Estado tem 51 dos 100 municípios com mais produtividade no Brasil

    Investimento em tecnologia e clima são diferenciais do RS na produção

Investimento em tecnologia e clima são diferenciais do RS na produção | Foto: Guilherme Almeida

Apesar de alguns problemas circundarem o setor leiteiro, como diminuição do consumo em função da crise e oscilação de preços na atividade, o Rio Grande do Sul pode comemorar por ser o Estado mais eficiente na produção. Dos 100 municípios com melhor produtividade no país, 51 são gaúchos. “A produtividade envolve gestão e uso de tecnologias e o Rio Grande do Sul está capitaneando isso”, avaliou o economista da Embrapa Gado de Leite, de Juiz de Fora (MG), Glauco Carvalho, que palestrou nesta quarta-feira no 15º Fórum Estadual do Leite. Em 2016, a produção anual por vaca foi de 3,1 mil litros, em média, segundo o IBGE. Em Minas Gerais, por exemplo, a produtividade média cai para 1,8 mil litros.

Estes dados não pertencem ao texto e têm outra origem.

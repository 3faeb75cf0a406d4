//! Knowledge store over SQLite: chunk rows plus their embedding vectors.
//!
//! The store holds exactly one corpus at a time. [`Store::reset`] wipes it
//! before every ingestion run (full-replace, never merge), [`Store::add`]
//! embeds and persists a batch of chunks, and [`Store::retrieve`] returns the
//! most similar stored chunks for a query by brute-force cosine similarity
//! over the stored vectors.
//!
//! Retrieval against a store containing no chunks is a distinct failure
//! ([`StoreError::Uninitialized`]), never a silent empty result, so the
//! boundary layer can tell callers to ingest first.

use anyhow::Result;
use sqlx::sqlite::{SqliteConnectOptions, SqlitePoolOptions};
use sqlx::{Row, SqlitePool};
use std::path::Path;
use std::str::FromStr;
use tracing::debug;

use crate::embedding::{self, EmbeddingProvider};
use crate::models::Chunk;

/// Store-level failure distinct from generic errors so callers can map it to
/// an actionable message.
#[derive(Debug)]
pub enum StoreError {
    /// No chunks have been ingested into the store.
    Uninitialized,
}

impl std::fmt::Display for StoreError {
    fn fmt(&self, f: &mut std::fmt::Formatter<'_>) -> std::fmt::Result {
        match self {
            StoreError::Uninitialized => {
                write!(f, "knowledge store is empty; ingest URLs or documents first")
            }
        }
    }
}

impl std::error::Error for StoreError {}

/// Handle to the chunk/vector tables.
#[derive(Clone)]
pub struct Store {
    pool: SqlitePool,
    top_k: i64,
    batch_size: usize,
}

impl Store {
    /// Open (or create) the SQLite database at `path` and ensure the
    /// schema exists. Idempotent; the parent directory is created first.
    pub async fn open(path: &Path, top_k: i64, batch_size: usize) -> Result<Self> {
        if let Some(parent) = path.parent() {
            std::fs::create_dir_all(parent)?;
        }

        let options = SqliteConnectOptions::from_str(&format!("sqlite:{}", path.display()))?
            .create_if_missing(true)
            .journal_mode(sqlx::sqlite::SqliteJournalMode::Wal);

        let pool = SqlitePoolOptions::new()
            .max_connections(5)
            .connect_with(options)
            .await?;

        let store = Self {
            pool,
            top_k,
            batch_size,
        };
        store.init_schema().await?;
        Ok(store)
    }

    async fn init_schema(&self) -> Result<()> {
        sqlx::query(
            r#"
            CREATE TABLE IF NOT EXISTS chunks (
                id TEXT PRIMARY KEY,
                source TEXT NOT NULL,
                chunk_index INTEGER NOT NULL,
                text TEXT NOT NULL,
                added_at INTEGER NOT NULL
            )
            "#,
        )
        .execute(&self.pool)
        .await?;

        sqlx::query(
            r#"
            CREATE TABLE IF NOT EXISTS chunk_vectors (
                chunk_id TEXT PRIMARY KEY,
                embedding BLOB NOT NULL,
                FOREIGN KEY (chunk_id) REFERENCES chunks(id)
            )
            "#,
        )
        .execute(&self.pool)
        .await?;

        sqlx::query("CREATE INDEX IF NOT EXISTS idx_chunks_source ON chunks(source)")
            .execute(&self.pool)
            .await?;

        Ok(())
    }

    /// Discard every stored chunk and vector. Called at the start of each
    /// ingestion run: the store only ever holds the latest corpus.
    pub async fn reset(&self) -> Result<()> {
        let mut tx = self.pool.begin().await?;
        sqlx::query("DELETE FROM chunk_vectors")
            .execute(&mut *tx)
            .await?;
        sqlx::query("DELETE FROM chunks").execute(&mut *tx).await?;
        tx.commit().await?;
        Ok(())
    }

    /// Embed and persist a batch of chunks. No-op on empty input.
    /// Returns the number of chunks stored.
    pub async fn add(
        &self,
        embedder: &dyn EmbeddingProvider,
        chunks: &[Chunk],
    ) -> Result<usize> {
        if chunks.is_empty() {
            return Ok(0);
        }

        let now = chrono::Utc::now().timestamp();
        let mut stored = 0usize;

        for batch in chunks.chunks(self.batch_size) {
            let texts: Vec<String> = batch.iter().map(|c| c.text.clone()).collect();
            let vectors = embedder.embed(&texts).await?;

            let mut tx = self.pool.begin().await?;
            for (chunk, vec) in batch.iter().zip(vectors.iter()) {
                let blob = embedding::vec_to_blob(vec);
                sqlx::query(
                    "INSERT INTO chunks (id, source, chunk_index, text, added_at) VALUES (?, ?, ?, ?, ?)",
                )
                .bind(&chunk.id)
                .bind(&chunk.source)
                .bind(chunk.chunk_index)
                .bind(&chunk.text)
                .bind(now)
                .execute(&mut *tx)
                .await?;

                sqlx::query("INSERT INTO chunk_vectors (chunk_id, embedding) VALUES (?, ?)")
                    .bind(&chunk.id)
                    .bind(&blob)
                    .execute(&mut *tx)
                    .await?;

                stored += 1;
            }
            tx.commit().await?;
        }

        debug!(stored, "chunks stored");
        Ok(stored)
    }

    /// Return the `top_k` stored chunks most similar to `query`, best first.
    ///
    /// Fails with [`StoreError::Uninitialized`] when the store holds no
    /// chunks at all.
    pub async fn retrieve(
        &self,
        embedder: &dyn EmbeddingProvider,
        query: &str,
    ) -> Result<Vec<Chunk>> {
        if self.chunk_count().await? == 0 {
            return Err(StoreError::Uninitialized.into());
        }

        let query_vec = embedding::embed_query(embedder, query).await?;

        let rows = sqlx::query(
            r#"
            SELECT c.id, c.source, c.chunk_index, c.text, v.embedding
            FROM chunks c
            JOIN chunk_vectors v ON v.chunk_id = c.id
            "#,
        )
        .fetch_all(&self.pool)
        .await?;

        let mut scored: Vec<(f32, Chunk)> = rows
            .iter()
            .map(|row| {
                let blob: Vec<u8> = row.get("embedding");
                let vec = embedding::blob_to_vec(&blob);
                let similarity = embedding::cosine_similarity(&query_vec, &vec);
                (
                    similarity,
                    Chunk {
                        id: row.get("id"),
                        source: row.get("source"),
                        chunk_index: row.get("chunk_index"),
                        text: row.get("text"),
                    },
                )
            })
            .collect();

        scored.sort_by(|a, b| b.0.partial_cmp(&a.0).unwrap_or(std::cmp::Ordering::Equal));
        scored.truncate(self.top_k as usize);

        Ok(scored.into_iter().map(|(_, c)| c).collect())
    }

    pub async fn chunk_count(&self) -> Result<i64> {
        let count: i64 = sqlx::query_scalar("SELECT COUNT(*) FROM chunks")
            .fetch_one(&self.pool)
            .await?;
        Ok(count)
    }
}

Segundo Carvalho, o RS cresce acima da média nacional porque os produtores, pelo menos em parte, estão mais antenados no uso de tecnologia e gestão. De 2000 a 2017, a produção nacional de leite cresceu 65%. A região Sul, sozinha, respondeu por 35,7%. Enquanto isso, o mundo elevou sua produção em 32%. Como vantagens do Brasil perante os demais países, o economista menciona o clima, que possibilita desenvolvimento de pastagens o ano todo, grande área agricultável e o tamanho do mercado consumidor interno. No entanto, enfatiza que para o Brasil continuar evoluindo são necessários mais investimento em infraestrutura, como estradas e energia elétrica.

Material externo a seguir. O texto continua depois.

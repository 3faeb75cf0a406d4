//! JSON HTTP API.
//!
//! Exposes the engine's three operations over HTTP so browser frontends and
//! scripts can drive ingestion and querying.
//!
//! # Endpoints
//!
//! | Method | Path | Description |
//! |--------|------|-------------|
//! | `POST` | `/process-urls` | Rebuild the knowledge base from a list of URLs |
//! | `POST` | `/process-documents` | Rebuild the knowledge base from uploaded files (multipart) |
//! | `POST` | `/query` | Answer a question from the stored corpus |
//! | `GET`  | `/health` | Health check (returns version) |
//!
//! # Error Contract
//!
//! All error responses share one schema:
//!
//! ```json
//! { "error": { "code": "bad_request", "message": "query must not be empty" } }
//! ```
//!
//! Error codes: `bad_request` (400), `store_empty` (400), `internal` (500).
//! Per-source load failures during ingestion are data, not transport errors:
//! they appear in the 200 response body.
//!
//! # CORS
//!
//! All origins, methods, and headers are permitted to support browser-based
//! clients.

use axum::{
    extract::{Multipart, State},
    http::StatusCode,
    response::{IntoResponse, Response},
    routing::{get, post},
    Json, Router,
};
use serde::{Deserialize, Serialize};
use std::sync::Arc;
use tower_http::cors::{Any, CorsLayer};

use crate::engine::Engine;
use crate::models::{IngestReport, RawFile};
use crate::progress::CollectingProgress;
use crate::store::StoreError;

/// Shared application state passed to all route handlers via Axum's `State` extractor.
#[derive(Clone)]
struct AppState {
    engine: Arc<Engine>,
}

/// Starts the HTTP server.
///
/// Binds to the address configured in `[server].bind` and serves until the
/// process is terminated.
pub async fn run_server(engine: Arc<Engine>) -> anyhow::Result<()> {
    let bind_addr = engine.config().server.bind.clone();

    let cors = CorsLayer::new()
        .allow_origin(Any)
        .allow_methods(Any)
        .allow_headers(Any);

    let app = router(engine).layer(cors);

    tracing::info!(addr = %bind_addr, "server listening");
    println!("Server listening on http://{}", bind_addr);

    let listener = tokio::net::TcpListener::bind(&bind_addr).await?;
    axum::serve(listener, app).await?;

    Ok(())
}

/// Builds the application router. Split out from [`run_server`] so tests
/// can drive the handlers without binding a socket.
pub fn router(engine: Arc<Engine>) -> Router {
    Router::new()
        .route("/process-urls", post(handle_process_urls))
        .route("/process-documents", post(handle_process_documents))
        .route("/query", post(handle_query))
        .route("/health", get(handle_health))
        .with_state(AppState { engine })
}

// ============ Error response ============

/// JSON error response body.
#[derive(Serialize)]
struct ErrorBody {
    error: ErrorDetail,
}

#[derive(Serialize)]
struct ErrorDetail {
    /// Machine-readable error code (e.g., `"bad_request"`).
    code: String,
    /// Human-readable error message.
    message: String,
}

/// Internal error type that converts into an Axum HTTP response.
struct AppError {
    status: StatusCode,
    code: String,
    message: String,
}

impl IntoResponse for AppError {
    fn into_response(self) -> Response {
        let body = ErrorBody {
            error: ErrorDetail {
                code: self.code,
                message: self.message,
            },
        };
        (self.status, Json(body)).into_response()
    }
}

fn bad_request(message: impl Into<String>) -> AppError {
    AppError {
        status: StatusCode::BAD_REQUEST,
        code: "bad_request".to_string(),
        message: message.into(),
    }
}

fn internal_error(message: impl Into<String>) -> AppError {
    AppError {
        status: StatusCode::INTERNAL_SERVER_ERROR,
        code: "internal".to_string(),
        message: message.into(),
    }
}

/// Maps pipeline errors to HTTP responses. An uninitialized store is a
/// client-side sequencing mistake, so it gets a 400 with guidance instead
/// of a 500.
fn classify_error(err: anyhow::Error) -> AppError {
    if let Some(StoreError::Uninitialized) = err.downcast_ref::<StoreError>() {
        return AppError {
            status: StatusCode::BAD_REQUEST,
            code: "store_empty".to_string(),
            message: "No documents have been processed yet. \
                      Process URLs or upload documents first."
                .to_string(),
        };
    }
    internal_error(err.to_string())
}

// ============ Ingest responses ============

/// JSON response body shared by both ingest endpoints.
#[derive(Serialize)]
struct ProcessResponse {
    /// `true` when chunks were added to the knowledge base.
    success: bool,
    /// Final status line of the pipeline.
    message: String,
    /// Number of chunks added (0 when nothing was loaded).
    chunks_added: usize,
    /// All status lines emitted while the pipeline ran, in order.
    status_messages: Vec<String>,
    /// Per-source outcomes.
    items: Vec<ItemResult>,
}

#[derive(Serialize)]
struct ItemResult {
    source: String,
    /// Documents extracted from this source, when it loaded.
    #[serde(skip_serializing_if = "Option::is_none")]
    documents: Option<usize>,
    /// Load failure, when it did not.
    #[serde(skip_serializing_if = "Option::is_none")]
    error: Option<String>,
}

fn process_response(report: IngestReport, progress: &CollectingProgress) -> ProcessResponse {
    let status_messages = progress.lines();
    let message = status_messages.last().cloned().unwrap_or_default();
    let items = report
        .items
        .iter()
        .map(|item| match &item.result {
            Ok(documents) => ItemResult {
                source: item.source.clone(),
                documents: Some(*documents),
                error: None,
            },
            Err(error) => ItemResult {
                source: item.source.clone(),
                documents: None,
                error: Some(error.clone()),
            },
        })
        .collect();

    ProcessResponse {
        success: report.succeeded(),
        message,
        chunks_added: report.chunks_added(),
        status_messages,
        items,
    }
}

// ============ POST /process-urls ============

#[derive(Deserialize)]
struct ProcessUrlsRequest {
    urls: Vec<String>,
}

/// Handler for `POST /process-urls`.
async fn handle_process_urls(
    State(state): State<AppState>,
    Json(request): Json<ProcessUrlsRequest>,
) -> Result<Json<ProcessResponse>, AppError> {
    let urls: Vec<String> = request
        .urls
        .into_iter()
        .map(|u| u.trim().to_string())
        .filter(|u| !u.is_empty())
        .collect();
    if urls.is_empty() {
        return Err(bad_request("urls must not be empty"));
    }

    let progress = CollectingProgress::new();
    let report = state
        .engine
        .ingest_urls(&urls, &progress)
        .await
        .map_err(classify_error)?;

    Ok(Json(process_response(report, &progress)))
}

// ============ POST /process-documents ============

/// Handler for `POST /process-documents`.
///
/// Accepts a multipart form where each part is one file. The part's file
/// name selects the extraction format.
async fn handle_process_documents(
    State(state): State<AppState>,
    mut multipart: Multipart,
) -> Result<Json<ProcessResponse>, AppError> {
    let mut files: Vec<RawFile> = Vec::new();
    while let Some(field) = multipart
        .next_field()
        .await
        .map_err(|e| bad_request(format!("invalid multipart body: {}", e)))?
    {
        let name = field
            .file_name()
            .map(|n| n.to_string())
            .unwrap_or_else(|| field.name().unwrap_or("upload").to_string());
        let bytes = field
            .bytes()
            .await
            .map_err(|e| bad_request(format!("failed to read upload {}: {}", name, e)))?;
        files.push(RawFile {
            name,
            bytes: bytes.to_vec(),
        });
    }
    if files.is_empty() {
        return Err(bad_request("no files uploaded"));
    }

    let progress = CollectingProgress::new();
    let report = state
        .engine
        .ingest_files(&files, &progress)
        .await
        .map_err(classify_error)?;

    Ok(Json(process_response(report, &progress)))
}

// ============ POST /query ============

#[derive(Deserialize)]
struct QueryRequest {
    query: String,
}

/// JSON response body for `POST /query`.
#[derive(Serialize)]
struct QueryResponse {
    answer: String,
    /// Distinct sources of the retrieved chunks, one per line, sorted.
    sources: String,
}

/// Handler for `POST /query`.
async fn handle_query(
    State(state): State<AppState>,
    Json(request): Json<QueryRequest>,
) -> Result<Json<QueryResponse>, AppError> {
    let question = request.query.trim();
    if question.is_empty() {
        return Err(bad_request("query must not be empty"));
    }

    let result = state
        .engine
        .query(question)
        .await
        .map_err(classify_error)?;

    Ok(Json(QueryResponse {
        answer: result.answer,
        sources: result.sources,
    }))
}

// ============ GET /health ============

/// JSON response body for `GET /health`.
#[derive(Serialize)]
struct HealthResponse {
    status: String,
    version: String,
}

/// Handler for `GET /health`.
async fn handle_health() -> Json<HealthResponse> {
    Json(HealthResponse {
        status: "ok".to_string(),
        version: env!("CARGO_PKG_VERSION").to_string(),
    })
}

O chefe-geral da Embrapa Gado de Leite, Paulo do Carmo Martins, defendeu ser fundamental que a cadeia se aproxime das tecnologias, ao apresentar cases de empresas que têm oferecido soluções inovadoras para diferentes nichos mundo afora. “O mundo 4.0 é o mundo da eficiência. Temos um custo elevado, nosso leite precisa melhorar em qualidade, mas ainda estamos tomando decisões no escuro”, ressaltou Martins, ao alertar que as tecnologias podem acelerar, inclusive, a exclusão dos produtores que não se adaptarem às transformações.

O fórum foi promovido pela Cotrijal e CCGL, com apoio do Sindilat, da Sementes Adriana e do Senar/RS.